--- Data supplied ---
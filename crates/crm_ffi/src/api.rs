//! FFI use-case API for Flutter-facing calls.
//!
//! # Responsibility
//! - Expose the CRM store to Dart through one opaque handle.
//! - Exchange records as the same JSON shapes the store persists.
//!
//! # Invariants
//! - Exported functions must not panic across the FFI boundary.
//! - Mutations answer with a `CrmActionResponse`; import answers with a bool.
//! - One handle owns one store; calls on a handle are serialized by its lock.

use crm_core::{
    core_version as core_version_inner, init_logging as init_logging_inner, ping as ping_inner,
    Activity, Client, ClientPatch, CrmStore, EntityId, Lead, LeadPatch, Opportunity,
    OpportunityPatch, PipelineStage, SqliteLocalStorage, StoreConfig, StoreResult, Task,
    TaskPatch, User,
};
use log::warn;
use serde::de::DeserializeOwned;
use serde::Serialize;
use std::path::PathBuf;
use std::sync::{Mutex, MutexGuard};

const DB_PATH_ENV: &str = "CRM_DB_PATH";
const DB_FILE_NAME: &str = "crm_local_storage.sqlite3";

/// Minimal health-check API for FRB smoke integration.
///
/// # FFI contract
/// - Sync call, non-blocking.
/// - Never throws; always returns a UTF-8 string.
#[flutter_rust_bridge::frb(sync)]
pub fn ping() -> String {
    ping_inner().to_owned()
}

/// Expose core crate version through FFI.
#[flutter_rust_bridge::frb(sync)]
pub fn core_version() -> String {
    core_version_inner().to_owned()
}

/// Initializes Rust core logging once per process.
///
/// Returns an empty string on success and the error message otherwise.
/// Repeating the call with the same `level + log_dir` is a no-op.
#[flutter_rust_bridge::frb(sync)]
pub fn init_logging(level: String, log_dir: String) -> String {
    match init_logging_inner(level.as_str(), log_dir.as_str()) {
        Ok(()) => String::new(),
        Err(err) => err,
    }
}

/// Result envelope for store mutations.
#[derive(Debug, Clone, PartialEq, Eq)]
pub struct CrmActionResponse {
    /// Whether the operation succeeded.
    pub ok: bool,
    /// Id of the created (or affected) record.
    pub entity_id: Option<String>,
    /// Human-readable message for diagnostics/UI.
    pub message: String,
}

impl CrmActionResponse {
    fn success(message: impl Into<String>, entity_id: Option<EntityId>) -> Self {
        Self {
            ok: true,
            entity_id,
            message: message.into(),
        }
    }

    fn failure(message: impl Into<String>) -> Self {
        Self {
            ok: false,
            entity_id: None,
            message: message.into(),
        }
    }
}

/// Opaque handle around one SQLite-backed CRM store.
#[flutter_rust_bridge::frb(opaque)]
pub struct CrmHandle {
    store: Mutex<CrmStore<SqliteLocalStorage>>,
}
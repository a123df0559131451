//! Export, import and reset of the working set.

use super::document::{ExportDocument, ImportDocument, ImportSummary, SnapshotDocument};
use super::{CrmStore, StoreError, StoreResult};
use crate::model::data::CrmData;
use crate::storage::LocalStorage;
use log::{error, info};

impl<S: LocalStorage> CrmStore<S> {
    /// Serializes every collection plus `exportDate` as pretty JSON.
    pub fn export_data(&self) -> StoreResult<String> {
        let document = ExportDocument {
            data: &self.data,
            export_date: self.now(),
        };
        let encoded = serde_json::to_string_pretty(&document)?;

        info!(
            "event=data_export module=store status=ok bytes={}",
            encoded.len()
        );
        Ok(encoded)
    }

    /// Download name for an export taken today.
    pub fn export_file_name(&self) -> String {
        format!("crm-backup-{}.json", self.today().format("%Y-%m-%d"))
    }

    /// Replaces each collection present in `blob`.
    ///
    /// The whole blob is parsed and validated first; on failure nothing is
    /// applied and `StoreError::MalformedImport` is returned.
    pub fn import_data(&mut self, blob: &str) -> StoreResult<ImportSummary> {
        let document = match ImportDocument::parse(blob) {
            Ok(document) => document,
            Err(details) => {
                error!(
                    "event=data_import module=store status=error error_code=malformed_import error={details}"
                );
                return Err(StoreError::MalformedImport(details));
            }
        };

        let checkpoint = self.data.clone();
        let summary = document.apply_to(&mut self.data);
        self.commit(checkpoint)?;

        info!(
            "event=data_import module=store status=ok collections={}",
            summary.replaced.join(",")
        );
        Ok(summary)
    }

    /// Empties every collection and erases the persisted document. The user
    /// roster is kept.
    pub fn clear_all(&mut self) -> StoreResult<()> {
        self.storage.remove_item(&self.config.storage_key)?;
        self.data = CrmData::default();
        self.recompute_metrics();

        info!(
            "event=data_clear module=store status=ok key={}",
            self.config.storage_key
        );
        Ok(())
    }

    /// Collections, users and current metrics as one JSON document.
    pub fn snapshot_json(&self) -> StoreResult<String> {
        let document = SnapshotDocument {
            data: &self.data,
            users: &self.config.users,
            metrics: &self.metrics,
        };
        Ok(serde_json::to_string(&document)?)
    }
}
---
= Brief =
Show each line in the entries that holds the string "SnapshotDocument".

= Answer section =
use super::document::{ExportDocument, ImportDocument, ImportSummary, SnapshotDocument};
        let document = SnapshotDocument {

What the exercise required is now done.